Jeffrey sunk back lower in his chair. Morgan marched his way back to the chair and took his seat.

“Line up’s huge! If you gotta go, I’d suggest going now.”

Jeffrey got up and headed towards the restroom. He walked past Ava who grabbed his arm.

“You heard from your father?” she asked, a worried expression filled her face. Jeffrey shook his head.

“Not since earlier, when he left.”

“Me neither.”

Both were concerned now.

“If you hear anything let me know, OK?”

Jeffrey nodded. “Of course.” And entered the restroom.


Bentley lay in bed wide-awake next to his wife. He watched over her as she laid sound asleep, silent, peaceful. He wished it could be that easy for him on this night. He found himself tossing and turning, one minute too hot, the next too cold. Nothing felt quite right, his head spinning with thoughts of those boys, and the one out there. Still missing. He began questioning his job, his capabilities in being efficient within it. Maybe he was never meant to be a cop. Maybe Walden had never stepped aside and promoted Bentley because maybe Walden knew he was never the right man for the job? Maybe it was time he and Elise left Hillsbury and started life anew somewhere else, somewhere distant?

Visions of Ava entered his thoughts. He couldn’t shake her beauty, her hair, her lips, and her eyes. Those big beautiful eyes of hers; his heart sank within the bowels of his stomach at the thought, like some teenage boy going through his locker in between classes when his crush would pass him for a drink of water.

She was bewitching.

He rolled over in the bed, facing away from his wife, too guilty to lay beside her with thoughts of another woman in his mind. He stared at the window; the curtains shut creating a blockade from the moonlight outside.
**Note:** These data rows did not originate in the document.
//! Error handling and error types for the decision forest.
//!
//! All fallible operations return [`Result`], whose error type covers corpus
//! validation, configuration, boosting, model serialization, and the I/O of
//! the loader and report collaborators.

use crate::core::types::RoundIndex;
use std::io;
use thiserror::Error;

/// Main error type for the crate.
#[derive(Error, Debug)]
pub enum ForestError {
    /// Configuration and validation errors
    #[error("Configuration error: {message}")]
    Config { message: String },

    /// Dataset-related errors
    #[error("Dataset error: {message}")]
    Dataset { message: String },

    /// A sample whose feature vector length disagrees with its corpus
    #[error(
        "Feature count mismatch in {corpus} corpus at point {index}: expected {expected}, got {actual}"
    )]
    FeatureCountMismatch {
        corpus: String,
        index: usize,
        expected: usize,
        actual: usize,
    },

    /// Training was requested with no samples at all
    #[error("Training requires at least one signal or background point")]
    EmptyTrainingData,

    /// Data loading and parsing errors
    #[error("Data loading error: {message}")]
    DataLoading { message: String },

    /// A boosting round whose weighted error makes the vote weight undefined
    #[error(
        "Degenerate training round {round}: weighted error {error_weight} gives tree weight {tree_weight}"
    )]
    DegenerateRound {
        round: RoundIndex,
        error_weight: f64,
        tree_weight: f64,
    },

    /// Training-related errors
    #[error("Training error: {message}")]
    Training { message: String },

    /// Prediction errors
    #[error("Prediction error: {message}")]
    Prediction { message: String },

    /// Model serialization/deserialization errors
    #[error("Serialization error: {message}")]
    Serialization { message: String },

    /// File I/O errors
    #[error("I/O error: {source}")]
    IO {
        #[from]
        source: io::Error,
    },

    /// CSV parsing errors
    #[error("CSV parsing error: {source}")]
    Csv {
        #[from]
        source: csv::Error,
    },

    /// JSON serialization errors
    #[error("JSON error: {source}")]
    Json {
        #[from]
        source: serde_json::Error,
    },

    /// TOML parsing errors
    #[error("TOML error: {source}")]
    Toml {
        #[from]
        source: toml::de::Error,
    },

    /// Bincode serialization errors
    #[error("Bincode error: {source}")]
    Bincode {
        #[from]
        source: bincode::Error,
    },

    /// Invalid input parameters
    #[error("Invalid parameter: {parameter} = {value}, {reason}")]
    InvalidParameter {
        parameter: String,
        value: String,
        reason: String,
    },
}

/// Type alias for Results using ForestError
pub type Result<T> = std::result::Result<T, ForestError>;

impl ForestError {
    /// Create a configuration error
    pub fn config<S: Into<String>>(message: S) -> Self {
        ForestError::Config {
            message: message.into(),
        }
    }

    /// Create a dataset error
    pub fn dataset<S: Into<String>>(message: S) -> Self {
        ForestError::Dataset {
            message: message.into(),
        }
    }

    /// Create a feature count mismatch error
    pub fn feature_count_mismatch<S: Into<String>>(
        corpus: S,
        index: usize,
        expected: usize,
        actual: usize,
    ) -> Self {
        ForestError::FeatureCountMismatch {
            corpus: corpus.into(),
            index,
            expected,
            actual,
        }
    }

    /// Create a data loading error
    pub fn data_loading<S: Into<String>>(message: S) -> Self {
        ForestError::DataLoading {
            message: message.into(),
        }
    }

    /// Create a degenerate boosting round error
    pub fn degenerate_round(round: RoundIndex, error_weight: f64, tree_weight: f64) -> Self {
        ForestError::DegenerateRound {
            round,
            error_weight,
            tree_weight,
        }
    }

    /// Create a training error
    pub fn training<S: Into<String>>(message: S) -> Self {
        ForestError::Training {
            message: message.into(),
        }
    }

    /// Create a prediction error
    pub fn prediction<S: Into<String>>(message: S) -> Self {
        ForestError::Prediction {
            message: message.into(),
        }
    }

    /// Create a serialization error
    pub fn serialization<S: Into<String>>(message: S) -> Self {
        ForestError::Serialization {
            message: message.into(),
        }
    }

    /// Create an invalid parameter error
    pub fn invalid_parameter<P, V, R>(parameter: P, value: V, reason: R) -> Self
    where
        P: Into<String>,
        V: Into<String>,
        R: Into<String>,
    {
        ForestError::InvalidParameter {
            parameter: parameter.into(),
            value: value.into(),
            reason: reason.into(),
        }
    }

    /// Check if this error is recoverable
    pub fn is_recoverable(&self) -> bool {
        match self {
            ForestError::Config { .. } => false,
            ForestError::Dataset { .. } => false,
            ForestError::FeatureCountMismatch { .. } => false,
            ForestError::EmptyTrainingData => false,
            ForestError::DataLoading { .. } => false,
            ForestError::DegenerateRound { .. } => true,
            ForestError::Training { .. } => true,
            ForestError::Prediction { .. } => true,
            ForestError::Serialization { .. } => false,
            ForestError::IO { .. } => false,
            ForestError::Csv { .. } => false,
            ForestError::Json { .. } => false,
            ForestError::Toml { .. } => false,
            ForestError::Bincode { .. } => false,
            ForestError::InvalidParameter { .. } => false,
        }
    }

    /// Get error category for logging
    pub fn category(&self) -> &'static str {
        match self {
            ForestError::Config { .. } => "config",
            ForestError::Dataset { .. } => "dataset",
            ForestError::FeatureCountMismatch { .. } => "feature_count_mismatch",
            ForestError::EmptyTrainingData => "empty_training_data",
            ForestError::DataLoading { .. } => "data_loading",
            ForestError::DegenerateRound { .. } => "degenerate_round",
            ForestError::Training { .. } => "training",
            ForestError::Prediction { .. } => "prediction",
            ForestError::Serialization { .. } => "serialization",
            ForestError::IO { .. } => "io",
            ForestError::Csv { .. } => "csv",
            ForestError::Json { .. } => "json",
            ForestError::Toml { .. } => "toml",
            ForestError::Bincode { .. } => "bincode",
            ForestError::InvalidParameter { .. } => "invalid_parameter",
        }
    }
}

/// Convenience macros for error creation
#[macro_export]
macro_rules! config_error {
    ($msg:expr) => {
        $crate::core::error::ForestError::config($msg)
    };
    ($fmt:expr, $($arg:tt)*) => {
        $crate::core::error::ForestError::config(format!($fmt, $($arg)*))
    };
}

#[macro_export]
macro_rules! dataset_error {
    ($msg:expr) => {
        $crate::core::error::ForestError::dataset($msg)
    };
    ($fmt:expr, $($arg:tt)*) => {
        $crate::core::error::ForestError::dataset(format!($fmt, $($arg)*))
    };
}

#[macro_export]
macro_rules! serialization_error {
    ($msg:expr) => {
        $crate::core::error::ForestError::serialization($msg)
    };
    ($fmt:expr, $($arg:tt)*) => {
        $crate::core::error::ForestError::serialization(format!($fmt, $($arg)*))
    };
}

#[macro_export]
macro_rules! ensure {
    ($cond:expr, $err:expr) => {
        if !($cond) {
            return Err($err.into());
        }
    };
}

#[cfg(test)]
mod tests {
    use super::*;

    #[test]
    fn test_error_creation() {
        let err = ForestError::config("test configuration error");
        assert_eq!(err.category(), "config");
        assert!(!err.is_recoverable());

        let err = ForestError::training("test training error");
        assert_eq!(err.category(), "training");
        assert!(err.is_recoverable());
    }

    #[test]
    fn test_error_macros() {
        let err = config_error!("test error");
        assert!(matches!(err, ForestError::Config { .. }));

        let err = dataset_error!("test error with param: {}", 42);
        assert!(matches!(err, ForestError::Dataset { .. }));

        let err = serialization_error!("bad record {}", 3);
        assert_eq!(err.category(), "serialization");
    }

    #[test]
    fn test_feature_count_mismatch_display() {
        let err = ForestError::feature_count_mismatch("signal", 7, 3, 2);
        let message = err.to_string();
        assert!(message.contains("signal"));
        assert!(message.contains("point 7"));
        assert!(message.contains("expected 3, got 2"));
    }

    #[test]
    fn test_degenerate_round() {
        let err = ForestError::degenerate_round(1, 0.0, f64::INFINITY);
        assert_eq!(err.category(), "degenerate_round");
        assert!(err.is_recoverable());
        assert!(err.to_string().contains("round 1"));
    }

    #[test]
    fn test_parameter_errors() {
        let err = ForestError::invalid_parameter("alpha", "-0.5", "must be non-negative");
        assert_eq!(err.category(), "invalid_parameter");
        assert!(!err.is_recoverable());
    }

    #[test]
    fn test_io_error_conversion() {
        let io_err = io::Error::new(io::ErrorKind::NotFound, "file not found");
        let forest_err: ForestError = io_err.into();
        assert!(matches!(forest_err, ForestError::IO { .. }));
        assert_eq!(forest_err.category(), "io");
    }
}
The moonlight outside - His thoughts shifted gears yet again. The moon was so bright and vibrant, like he had never seen it before. It was a beautiful sight on this night. Almost too beautiful, he thought. Was it just he, or was it getting brighter by the minute? The moonlight hovered atop the lake behind their house. It was common for the light to shine down and cause a radiant reflection on the calm waters, but this was different. The moonlight seemed to grow. And grow. It appeared to an over tired Bentley that the moon was getting bigger.

Not possible, he convinced himself. But there it was, right before his eyes: The moon growing. No, not growing, upon further inspection of the Deputy Sheriff he surmised that the moon was not in fact growing, but rather getting closer. His eyes squinted at the image bursting through the bedroom curtains. He looked over at his wife, still asleep, still silent, still at peace.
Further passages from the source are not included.